Consul punished for hit-and-run accident

  • 2004-08-12
  • By The Baltic Times
VILNIUS - An employee of Lithuania's Consulate General in Kaliningrad hit a child while driving in the Russian region earlier this year and as a result lost his diplomatic office, reports said.

Foreign Minister Antanas Valionis confirmed the news to Baltic News Service after reports surfaced in the Russian media.
The Komsomolskaya Pravda daily reported that on May 8 the vice-consul in Kaliningrad, Tomas Valiukas, had knocked down a 7-year-old boy while in his Opel and then drove away.
According to the daily, the consul was detained at the border where, under the cover of diplomatic immunity, he refused to answer questions. The child suffered serious head and leg traumas and was still in hospital, the Kaliningrad paper reported, though this news was refuted by a Lithuanian official.
Darius Jurgelevicius, the then Foreign Ministry undersecretary who investigated the incident, said the injuries were not serious and the boy was released from the hospital a few days later.
“Russia did not inform us about the incident officially. No criminal proceedings were taken, according to information available to us – only a traffic accident was registered. The former consul paid for the child's treatment,” said Jurgelevicius, who is currently deputy director general of the State Security Department.

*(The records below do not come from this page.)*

// src/provider/hidraw.rs

//! Reading hidraw device properties out of sysfs.
//!
//! For a node `hidrawN` the kernel exposes, under
//! `/sys/class/hidraw/hidrawN/device/`:
//!
//! ```text
//! uevent:             HID_ID=0003:0000046D:0000C52B
//!                     HID_NAME=Logitech USB Receiver
//!                     HID_UNIQ=ab:cd:ef:12:34:56
//! report_descriptor:  raw HID report descriptor bytes
//! ```

use std::path::Path;

use anyhow::{Context, Result};

use crate::device::DeviceProperties;
use crate::fs::FileSystem;

/// Node names that belong to the hidraw class.
pub fn is_hidraw_node(name: &str) -> bool {
    name.strip_prefix("hidraw")
        .is_some_and(|n| !n.is_empty() && n.bytes().all(|b| b.is_ascii_digit()))
}

/// Read the properties of `node` from `class_dir` (e.g. `/sys/class/hidraw`).
///
/// The `uevent` file is required; a missing or unreadable report
/// descriptor only leaves the usage fields unset.
pub fn read_device(fs: &dyn FileSystem, class_dir: &Path, node: &str) -> Result<DeviceProperties> {
    let device_dir = class_dir.join(node).join("device");
    let uevent = fs
        .read_to_string(&device_dir.join("uevent"))
        .with_context(|| format!("reading uevent for {node}"))?;

    let mut props = parse_uevent(&uevent);

    if let Ok(descriptor) = fs.read(&device_dir.join("report_descriptor")) {
        let (page, usage) = primary_usage(&descriptor);
        props.primary_usage_page = page;
        props.primary_usage = usage;
    }

    Ok(props)
}

/// Extract vendor/product/name/address from a HID `uevent` file.
pub fn parse_uevent(contents: &str) -> DeviceProperties {
    let mut props = DeviceProperties::default();

    for line in contents.lines() {
        let Some((key, value)) = line.split_once('=') else {
            continue;
        };
        let value = value.trim();
        match key.trim() {
            "HID_ID" => {
                // bus:vendor:product, all hex
                let mut parts = value.split(':').skip(1);
                props.vendor_id = parts.next().and_then(parse_hex);
                props.product_id = parts.next().and_then(parse_hex);
            }
            "HID_NAME" if !value.is_empty() => props.product = Some(value.to_string()),
            "HID_UNIQ" if !value.is_empty() => props.address = Some(value.to_string()),
            _ => {}
        }
    }

    props
}

fn parse_hex(s: &str) -> Option<u32> {
    u32::from_str_radix(s.trim(), 16).ok().filter(|n| *n != 0)
}

/// The primary usage page and usage of a report descriptor: the first
/// Usage Page and Usage items that appear before the first Collection.
///
/// Only short items are interpreted; long items are skipped.
pub fn primary_usage(descriptor: &[u8]) -> (Option<u32>, Option<u32>) {
    const LONG_ITEM: u8 = 0xFE;
    const USAGE_PAGE: u8 = 0x04;
    const USAGE: u8 = 0x08;
    const COLLECTION: u8 = 0xA0;

    let mut page = None;
    let mut usage = None;
    let mut i = 0;

    while i < descriptor.len() {
        let prefix = descriptor[i];

        if prefix == LONG_ITEM {
            let size = descriptor.get(i + 1).copied().unwrap_or(0) as usize;
            i += 3 + size;
            continue;
        }

        let size = match prefix & 0x03 {
            3 => 4,
            n => n as usize,
        };
        let end = i + 1 + size;
        if end > descriptor.len() {
            break;
        }
        let value = descriptor[i + 1..end]
            .iter()
            .rev()
            .fold(0u32, |acc, b| (acc << 8) | u32::from(*b));

        match prefix & 0xFC {
            USAGE_PAGE if page.is_none() => page = Some(value),
            USAGE if usage.is_none() => usage = Some(value),
            COLLECTION => break,
            _ => {}
        }
        i = end;
    }

    // A 4-byte Usage carries its own page in the high half.
    if let Some(u) = usage.filter(|u| *u > 0xFFFF) {
        page = Some(u >> 16);
        usage = Some(u & 0xFFFF);
    }

    (page, usage)
}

Valionis said that after the offence came to light, the consul was dismissed and ordered to go back to Kaliningrad to give testimony to law enforcement officials.
According to information available to the minister, Valiukas has done this.
Valionis rejected the Russian daily's statement that the recent escalation of Lithuanian-Russian diplomatic ties was related with the hit-and-run incident.
“The recent escalation is first of all related with Lithuania's move to deport Russian diplomats for unlawful activity -- spying. We do not reconcile ourselves to this and will not reconcile,” the minister said. Last week Russia deported Lithuanian Military Attache Sigitas Butkus from Moscow and refused to accredit a new military attaché that Lithuania had proposed.